▸ **Given data**:
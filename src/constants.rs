//! Application-wide constants and configuration values
//!
//! This module centralizes magic numbers and fixed vocabulary (months,
//! weekdays, CSV column names) so the rest of the codebase stays free of
//! scattered literals.

#![allow(dead_code)]

/// Month names offered by the month filter, in calendar order, plus the
/// "all" catch-all. Only the first half of the year is present because the
/// published bikeshare datasets cover January through June.
pub const MONTHS: [&str; 7] = [
    "January", "February", "March", "April", "May", "June", "all",
];

/// Weekday names offered by the day filter, Monday first, plus the "all"
/// catch-all. Index order matches `chrono::Weekday::num_days_from_monday`.
pub const WEEKDAYS: [&str; 8] = [
    "Monday",
    "Tuesday",
    "Wednesday",
    "Thursday",
    "Friday",
    "Saturday",
    "Sunday",
    "all",
];

/// Sentinel meaning "no month/day filter selected".
pub const ALL: i32 = -1;

/// Maximum number of times an interactive prompt is repeated before the
/// selection is treated as invalid.
pub const MAX_PROMPT_ATTEMPTS: u32 = 3;

/// CSV column names as they appear in the published datasets
pub mod columns {
    pub const START_TIME: &str = "Start Time";
    pub const END_TIME: &str = "End Time";
    pub const TRIP_DURATION: &str = "Trip Duration";
    pub const START_STATION: &str = "Start Station";
    pub const END_STATION: &str = "End Station";
    pub const USER_TYPE: &str = "User Type";
    pub const GENDER: &str = "Gender";
    pub const BIRTH_YEAR: &str = "Birth Year";
}

/// Progress animation geometry and timing
pub mod progress {
    /// Width of the dotted track the highlight slides across
    pub const TRACK_WIDTH: usize = 20;

    /// The sliding highlight drawn over the track
    pub const HIGHLIGHT: &str = "oooo";

    /// Milliseconds between animation steps
    pub const STEP_MS: u64 = 100;

    /// Maximum animation steps before the indicator stops on its own
    pub const MAX_STEPS: usize = 48;
}

/// Raw-data pager page sizes
pub mod pager {
    /// Rows shown per page
    pub const PAGE_ROWS: usize = 5;

    /// Upper bound on rows shown across all pages of one pager session
    pub const MAX_ROWS: usize = 25;
}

▸ **Activity**: Scan the records above for the string "first", then select every line that holds it.

▸ **Output for this task**:
/// "all" catch-all. Only the first half of the year is present because the
/// Weekday names offered by the day filter, Monday first, plus the "all"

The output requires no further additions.